ILnc: Prioritizing Long Non-coding RNAs for Pan-cancer Analysis of Immune Cell Infiltration

The distribution and extent of immune cell infiltration into solid tumors play pivotal roles in cancer immunology and therapy. Here we introduced an immune long non-coding RNA (lncRNA) signature-based method (ILnc), for estimating the abundance of 14 immune cell types from lncRNA transcriptome data. Performance evaluation through pure immune cell data shows that our lncRNA signature sets can be more accurate than protein-coding gene signatures. We found that lncRNA signatures are significantly enriched to immune functions and pathways, such as immune response and T cell activation. In addition, the expression of these lncRNAs is significantly correlated with expression of marker genes in corresponding immune cells. Application of ILnc in 33 cancer types provides a global view of immune infiltration across cancers and we found that the abundance of most immune cells is significantly associated with patient clinical signatures.
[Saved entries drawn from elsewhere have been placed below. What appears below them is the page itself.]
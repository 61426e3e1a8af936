//! # Dot Product Algorithm
//!
//! Sum of products of corresponding elements in two vectors:
//!
//! `dot(a, b) = Σ(a[i] * b[i])`
//!
//! ## Strategies
//!
//! - **Sequential**: one loop on the calling thread, the reference result
//! - **Chunked parallel**: contiguous chunks reduced by scoped worker threads
//! - **Accelerator**: products computed by a compute device, summed on the host

pub mod code;
pub mod test;

pub use code::*;

use crate::accel::Accelerator;
use crate::error::Result;
use crate::registry::{check_close, AlgorithmRunner, VERIFY_SEED, VERIFY_SIZE};
use crate::utils::generator::{VectorGenerator, VectorPair};
use crate::utils::timer::Variant;
use std::hint::black_box;
use std::sync::Arc;

/// Runner for the dot product algorithm
pub struct DotProductRunner {
    strategies: Vec<Box<dyn ReductionStrategy>>,
}

impl DotProductRunner {
    /// # Errors
    /// A precondition violation if `workers` is zero.
    pub fn new(workers: usize, device: Arc<dyn Accelerator>) -> Result<Self> {
        Ok(Self {
            strategies: code::available_variants(workers, device)?,
        })
    }
}

impl AlgorithmRunner for DotProductRunner {
    fn name(&self) -> &'static str {
        "dot_product"
    }

    fn description(&self) -> &'static str {
        "Computes the sum of products of corresponding vector elements"
    }

    fn category(&self) -> &'static str {
        "reduction"
    }

    fn available_variants(&self) -> Vec<&'static str> {
        self.strategies.iter().map(|s| s.name()).collect()
    }

    fn get_variants<'a>(&'a self, inputs: &'a VectorPair) -> Vec<Variant<'a>> {
        self.strategies
            .iter()
            .map(|strategy| Variant {
                name: strategy.name(),
                description: strategy.description(),
                run: Box::new(move || {
                    let result = strategy.reduce(inputs.a(), inputs.b())?;
                    Ok(Some(black_box(result) as f64))
                }),
            })
            .collect()
    }

    fn verify(&self) -> Result<()> {
        // Non-aligned size so the last chunk is short
        let inputs = VectorGenerator::new(VERIFY_SEED).pair(VERIFY_SIZE);
        let expected = dot_product_sequential(inputs.a(), inputs.b())? as f64;

        for strategy in &self.strategies {
            let got = strategy.reduce(inputs.a(), inputs.b())?;
            check_close(strategy.name(), expected, got as f64)?;

            let empty = strategy.reduce(&[], &[])?;
            check_close(strategy.name(), 0.0, empty as f64)?;
        }

        Ok(())
    }
}
//! # Vector Add Algorithm
//!
//! Elementwise sum of two vectors: `out[i] = a[i] + b[i]`.
//!
//! Unlike the dot product there is no reduction step; the chunked variant
//! only has to put the per-chunk outputs back in order. Benchmarks report
//! the checksum `Σ out[i]` as their result sample.

pub mod code;
pub mod test;

pub use code::*;

use crate::accel::Accelerator;
use crate::error::{BenchError, Result};
use crate::registry::{check_close, AlgorithmRunner, VERIFY_SEED, VERIFY_SIZE};
use crate::utils::generator::{VectorGenerator, VectorPair};
use crate::utils::timer::Variant;
use std::hint::black_box;
use std::sync::Arc;

/// Runner for the vector add algorithm
pub struct VectorAddRunner {
    strategies: Vec<Box<dyn ElementwiseStrategy>>,
}

impl VectorAddRunner {
    pub fn new(workers: usize, device: Arc<dyn Accelerator>) -> Result<Self> {
        Ok(Self {
            strategies: code::available_variants(workers, device)?,
        })
    }
}

impl AlgorithmRunner for VectorAddRunner {
    fn name(&self) -> &'static str {
        "vector_add"
    }

    fn description(&self) -> &'static str {
        "Adds two vectors element by element"
    }

    fn category(&self) -> &'static str {
        "elementwise"
    }

    fn available_variants(&self) -> Vec<&'static str> {
        self.strategies.iter().map(|s| s.name()).collect()
    }

    fn get_variants<'a>(&'a self, inputs: &'a VectorPair) -> Vec<Variant<'a>> {
        self.strategies
            .iter()
            .map(|strategy| Variant {
                name: strategy.name(),
                description: strategy.description(),
                run: Box::new(move || {
                    let out = black_box(strategy.apply(inputs.a(), inputs.b())?);
                    Ok(Some(checksum(&out) as f64))
                }),
            })
            .collect()
    }

    fn verify(&self) -> Result<()> {
        let inputs = VectorGenerator::new(VERIFY_SEED).pair(VERIFY_SIZE);
        let expected = vector_add_sequential(inputs.a(), inputs.b())?;

        for strategy in &self.strategies {
            let got = strategy.apply(inputs.a(), inputs.b())?;
            if got.len() != expected.len() {
                return Err(BenchError::Verification {
                    variant: strategy.name().to_string(),
                    expected: expected.len() as f64,
                    got: got.len() as f64,
                });
            }
            for (e, g) in expected.iter().zip(&got) {
                check_close(strategy.name(), *e as f64, *g as f64)?;
            }

            let empty = strategy.apply(&[], &[])?;
            if !empty.is_empty() {
                return Err(BenchError::Verification {
                    variant: strategy.name().to_string(),
                    expected: 0.0,
                    got: empty.len() as f64,
                });
            }
        }

        Ok(())
    }
}
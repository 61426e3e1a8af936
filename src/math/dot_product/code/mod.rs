//! Dot product implementations.
//!
//! This module contains all execution strategies of the dot product.

mod accelerator;
mod chunked_parallel;
mod sequential;

pub use accelerator::AcceleratorReduction;
pub use chunked_parallel::{dot_product_chunked, ChunkedParallel};
pub use sequential::{dot_product_sequential, Sequential};

use crate::accel::Accelerator;
use crate::error::Result;
use std::sync::Arc;

/// A way of computing `Σ a[i] * b[i]` over two equal-length vectors.
pub trait ReductionStrategy: Send + Sync {
    /// Name of this strategy, as printed in reports
    fn name(&self) -> &'static str;

    fn description(&self) -> &'static str;

    /// Compute the dot product.
    ///
    /// Implementations reject mismatched lengths before doing any work and
    /// return `0.0` for empty inputs.
    fn reduce(&self, a: &[f32], b: &[f32]) -> Result<f32>;
}

/// All strategies, baseline first.
///
/// # Errors
/// A precondition violation if `workers` is zero.
pub fn available_variants(workers: usize, device: Arc<dyn Accelerator>) -> Result<Vec<Box<dyn ReductionStrategy>>> {
    Ok(vec![
        Box::new(Sequential),
        Box::new(ChunkedParallel::new(workers)?),
        Box::new(AcceleratorReduction::new(device)),
    ])
}
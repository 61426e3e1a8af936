//! Benchmarked algorithms.

pub mod dot_product;
pub mod vector_add;
//! Text User Interface (TUI) utilities.
//!
//! Handles formatted output for the CLI.

use crate::registry::{AlgorithmRegistry, AlgorithmRunner};
use crate::utils::bench::format_duration;
use crate::utils::timer::{Timing, VariantResult};
use terminal_size::{terminal_size, Width};

/// Get the current terminal width, constrained to a reasonable range
fn get_term_width() -> usize {
    if let Some((Width(w), _)) = terminal_size() {
        (w as usize).clamp(40, 200)
    } else {
        80
    }
}

/// Print algorithm info box
pub fn print_algo_info_box(algo: &dyn AlgorithmRunner, device: &str) {
    let term_width = get_term_width();
    let max_content_width = term_width.saturating_sub(4).max(40);

    let lines = [
        format!("Algorithm: {}", algo.name()),
        format!("Category:  {}", algo.category()),
        algo.description().to_string(),
        format!("Device:    {}", device),
    ];
    let var_line = format!("Variants: {}", algo.available_variants().join(", "));

    let content_width = lines
        .iter()
        .chain(std::iter::once(&var_line))
        .map(|l| l.chars().count())
        .max()
        .unwrap_or(60)
        .min(max_content_width);

    let border = "─".repeat(content_width + 2);

    println!("┌{}┐", border);
    for line in &lines {
        println!("│ {:<width$} │", truncate(line, content_width), width = content_width);
    }
    println!("├{}┤", border);
    println!("│ {:<width$} │", truncate(&var_line, content_width), width = content_width);
    println!("└{}┘", border);
    println!();
}

/// Truncate string with ellipsis if it exceeds width (character-wise)
fn truncate(s: &str, width: usize) -> String {
    if s.chars().count() <= width {
        s.to_string()
    } else {
        let mut result: String = s.chars().take(width.saturating_sub(3)).collect();
        result.push_str("...");
        result
    }
}

/// Relative deviation of `value` from `baseline`, absolute when the baseline is ~0.
fn relative_error(value: Option<f64>, baseline: Option<f64>) -> f64 {
    match (value, baseline) {
        (Some(res), Some(base)) => {
            let diff = (res - base).abs();
            if base.abs() > 1e-9 {
                diff / base.abs()
            } else {
                diff
            }
        }
        _ => 0.0,
    }
}

/// Print one `<name> (<seconds> sec)` line per strategy.
pub fn print_timings(timings: &[Timing]) {
    for timing in timings {
        println!("{}", timing);
    }
}

/// Print the statistics table of a multi-run measurement.
///
/// Speedup and relative error are computed against the first row.
pub fn print_results_table(results: &[VariantResult], size: usize, workers: usize) {
    if results.is_empty() {
        return;
    }

    let term_width = get_term_width();
    let fixed_width = 72;
    let variant_col_width = term_width.saturating_sub(fixed_width).max(15);
    let table_width = variant_col_width + 64 + 6;

    let baseline_time = results
        .first()
        .map(|r| r.avg_time.as_nanos() as f64)
        .unwrap_or(1.0);
    let baseline_result = results.first().and_then(|r| r.result_sample);
    let runs = results.first().map(|r| r.samples).unwrap_or(0);

    println!("  Size: {} ({} runs, {} workers)", size, runs, workers);
    println!("  {}", "─".repeat(table_width));
    println!(
        "  {:<v_width$} {:>12} {:>12} {:>12} {:>9} {:>9} {:>10}",
        "Variant",
        "Average",
        "Min",
        "Max",
        "Speedup",
        "CV",
        "Rel. Error",
        v_width = variant_col_width
    );
    println!("  {}", "─".repeat(table_width));

    for result in results {
        let avg_ns = result.avg_time.as_nanos() as f64;
        let speedup = if avg_ns > 0.0 { baseline_time / avg_ns } else { 0.0 };
        let cv = if avg_ns > 0.0 {
            result.std_dev.as_nanos() as f64 / avg_ns
        } else {
            0.0
        };

        println!(
            "  {:<v_width$} {:>12} {:>12} {:>12} {:>8.2}x {:>8.2}% {:>10.2e}",
            truncate(&result.name, variant_col_width),
            format_duration(result.avg_time),
            format_duration(result.min_time),
            format_duration(result.max_time),
            speedup,
            cv * 100.0,
            relative_error(result.result_sample, baseline_result),
            v_width = variant_col_width
        );
    }
    println!();
}

/// Print the application header
pub fn print_header() {
    let term_width = get_term_width().min(80);
    let title = " Reduction Benchmarks ";
    let padding = term_width.saturating_sub(title.len() + 2) / 2;
    let right_padding = term_width.saturating_sub(padding + title.len());

    let border = "═".repeat(term_width);

    println!("╔{}╗", border);
    println!("║{}{}{}║", " ".repeat(padding), title, " ".repeat(right_padding));
    println!("╚{}╝", border);
    println!();
}

/// Print the list of available algorithms
pub fn print_available_algorithms(registry: &AlgorithmRegistry) {
    println!("Available algorithms:");
    println!();
    for algo in registry.all() {
        println!("  {:<20} [{}] - {}", algo.name(), algo.category(), algo.description());
        println!("  {:<20} variants: {}", "", algo.available_variants().join(", "));
    }
}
Finally, we identified six immune subtypes spanning cancer tissue types which were characterized by differences in immune cell infiltration, homologous recombination deficiency (HRD), expression of immune checkpoint genes, and prognosis. Altogether, these results demonstrate that ILnc is a powerful and exhibits broad utility for cancer researchers to estimate tumor immune infiltration, which will be a valuable tool for precise classification and clinical prediction.